(What to work on) Return, word for word, only the lines of the data below that lie between the line with "let hits: Vec<Entity> = ray_cast" and the line with "assert!(!is_descendant(pedestal, avatar, parent_of));", those two lines included.

######

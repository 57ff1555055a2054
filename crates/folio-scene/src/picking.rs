//! Click detection on the avatar
//!
//! A click or tap casts a ray from the camera through the pointer. It counts
//! as a hit if any intersected mesh along the ray belongs to the avatar's
//! entity tree, so the pedestal in front of the feet does not swallow it.
//! Drags (orbiting) are not clicks.

use bevy::prelude::*;
use bevy::window::PrimaryWindow;
use bevy_picking::prelude::{MeshRayCast, MeshRayCastSettings};
use tracing::trace;

use crate::avatar::{Avatar, PlayerQuery};
use crate::camera::MainCamera;

/// Pointer travel beyond which a press becomes a drag
const DRAG_THRESHOLD: f32 = 10.0;

/// Track a press so taps can be told apart from drags
#[derive(Resource, Default, Debug)]
pub struct PointerGesture {
    /// Position where the press started
    start_position: Option<Vec2>,
    is_dragging: bool,
}

impl PointerGesture {
    pub fn press(&mut self, position: Vec2) {
        self.start_position = Some(position);
        self.is_dragging = false;
    }

    pub fn moved(&mut self, position: Vec2) {
        if let Some(start) = self.start_position {
            if position.distance(start) > DRAG_THRESHOLD {
                self.is_dragging = true;
            }
        }
    }

    /// End the press. Returns where it started if it was a click.
    pub fn release(&mut self) -> Option<Vec2> {
        let start = self.start_position.take();
        let was_drag = std::mem::take(&mut self.is_dragging);
        if was_drag {
            None
        } else {
            start
        }
    }
}

/// Walk up the hierarchy from `entity` looking for `ancestor`
pub fn is_descendant(
    entity: Entity,
    ancestor: Entity,
    parent_of: impl Fn(Entity) -> Option<Entity>,
) -> bool {
    let mut current = Some(entity);
    while let Some(e) = current {
        if e == ancestor {
            return true;
        }
        current = parent_of(e);
    }
    false
}

/// Whether any of `hits` lies in the tree rooted at `avatar`
pub fn hits_avatar(
    hits: impl IntoIterator<Item = Entity>,
    avatar: Entity,
    parent_of: impl Fn(Entity) -> Option<Entity> + Copy,
) -> bool {
    hits.into_iter()
        .any(|entity| is_descendant(entity, avatar, parent_of))
}

pub struct AvatarPickingPlugin;

impl Plugin for AvatarPickingPlugin {
    fn build(&self, app: &mut App) {
        app.init_resource::<PointerGesture>()
            .add_systems(Update, handle_avatar_click);
    }
}

fn handle_avatar_click(
    mut gesture: ResMut<PointerGesture>,
    mouse_button: Res<ButtonInput<MouseButton>>,
    touch_input: Res<Touches>,
    windows: Query<&Window, With<PrimaryWindow>>,
    cameras: Query<(&Camera, &GlobalTransform), With<MainCamera>>,
    mut ray_cast: MeshRayCast,
    parents: Query<&ChildOf>,
    mut avatars: Query<(Entity, &mut Avatar)>,
    mut players: PlayerQuery,
    mut contexts: bevy_egui::EguiContexts,
) {
    let Ok(window) = windows.single() else { return };
    let mut click_position: Option<Vec2> = None;

    for touch in touch_input.iter_just_pressed() {
        gesture.press(touch.position());
    }
    for touch in touch_input.iter() {
        gesture.moved(touch.position());
    }
    for _ in touch_input.iter_just_released() {
        if let Some(position) = gesture.release() {
            click_position = Some(position);
        }
    }

    if mouse_button.just_pressed(MouseButton::Left) {
        if let Some(position) = window.cursor_position() {
            gesture.press(position);
        }
    } else if mouse_button.pressed(MouseButton::Left) {
        if let Some(position) = window.cursor_position() {
            gesture.moved(position);
        }
    }
    if mouse_button.just_released(MouseButton::Left) {
        if let Some(position) = gesture.release() {
            click_position = Some(position);
        }
    }

    let egui_wants_pointer = contexts
        .ctx_mut()
        .map(|ctx| ctx.wants_pointer_input())
        .unwrap_or(false);
    if egui_wants_pointer {
        return;
    }
    let Some(position) = click_position else { return };
    let Ok((camera, camera_transform)) = cameras.single() else { return };
    let Ok(ray) = camera.viewport_to_world(camera_transform, position) else { return };

    // Every intersection, not just the nearest one
    let keep_going = |_: Entity| false;
    let settings = MeshRayCastSettings::default().with_early_exit_test(&keep_going);
    let hits: Vec<Entity> = ray_cast
        .cast_ray(ray, &settings)
        .iter()
        .map(|(entity, _)| *entity)
        .collect();
    let parent_of = |e: Entity| parents.get(e).ok().map(|c| c.parent());

    for (avatar_entity, mut avatar) in &mut avatars {
        let hit = hits_avatar(hits.iter().copied(), avatar_entity, parent_of);
        trace!(hit, count = hits.len(), "Avatar click");
        let transition = avatar.controller_mut().on_click(hit);
        avatar.queue(transition);
        avatar.apply_pending(&mut players);
    }
}

#[cfg(test)]
mod tests {
    use super::*;
    use std::collections::HashMap;

    #[test]
    fn test_descendant_walk() {
        let mut world = World::new();
        let root = world.spawn_empty().id();
        let avatar = world.spawn_empty().id();
        let mesh = world.spawn_empty().id();
        let pedestal = world.spawn_empty().id();

        let parents: HashMap<Entity, Entity> =
            [(avatar, root), (mesh, avatar), (pedestal, root)].into_iter().collect();
        let parent_of = |e: Entity| parents.get(&e).copied();

        assert!(is_descendant(mesh, avatar, parent_of));
        assert!(is_descendant(avatar, avatar, parent_of));
        assert!(!is_descendant(pedestal, avatar, parent_of));
        assert!(!is_descendant(root, avatar, parent_of));
    }

    #[test]
    fn test_occluder_in_front_still_hits() {
        let mut world = World::new();
        let root = world.spawn_empty().id();
        let avatar = world.spawn_empty().id();
        let mesh = world.spawn_empty().id();
        let pedestal = world.spawn_empty().id();

        let parents: HashMap<Entity, Entity> =
            [(avatar, root), (mesh, avatar), (pedestal, root)].into_iter().collect();
        let parent_of = |e: Entity| parents.get(&e).copied();

        assert!(hits_avatar([pedestal, mesh], avatar, parent_of));
        assert!(hits_avatar([mesh], avatar, parent_of));
        assert!(!hits_avatar([pedestal], avatar, parent_of));
        assert!(!hits_avatar(Vec::new(), avatar, parent_of));
    }

    #[test]
    fn test_tap_versus_drag() {
        let mut gesture = PointerGesture::default();
        gesture.press(Vec2::new(100.0, 100.0));
        gesture.moved(Vec2::new(104.0, 103.0));
        assert_eq!(gesture.release(), Some(Vec2::new(100.0, 100.0)));

        gesture.press(Vec2::new(100.0, 100.0));
        gesture.moved(Vec2::new(140.0, 100.0));
        // Coming back does not turn a drag into a click
        gesture.moved(Vec2::new(100.0, 100.0));
        assert_eq!(gesture.release(), None);

        // Release without a press
        assert_eq!(gesture.release(), None);
    }
}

######

(Solution for this problem)
    let hits: Vec<Entity> = ray_cast
        .cast_ray(ray, &settings)
        .iter()
        .map(|(entity, _)| *entity)
        .collect();
    let parent_of = |e: Entity| parents.get(e).ok().map(|c| c.parent());

    for (avatar_entity, mut avatar) in &mut avatars {
        let hit = hits_avatar(hits.iter().copied(), avatar_entity, parent_of);
        trace!(hit, count = hits.len(), "Avatar click");
        let transition = avatar.controller_mut().on_click(hit);
        avatar.queue(transition);
        avatar.apply_pending(&mut players);
    }
}

#[cfg(test)]
mod tests {
    use super::*;
    use std::collections::HashMap;

    #[test]
    fn test_descendant_walk() {
        let mut world = World::new();
        let root = world.spawn_empty().id();
        let avatar = world.spawn_empty().id();
        let mesh = world.spawn_empty().id();
        let pedestal = world.spawn_empty().id();

        let parents: HashMap<Entity, Entity> =
            [(avatar, root), (mesh, avatar), (pedestal, root)].into_iter().collect();
        let parent_of = |e: Entity| parents.get(&e).copied();

        assert!(is_descendant(mesh, avatar, parent_of));
        assert!(is_descendant(avatar, avatar, parent_of));
        assert!(!is_descendant(pedestal, avatar, parent_of));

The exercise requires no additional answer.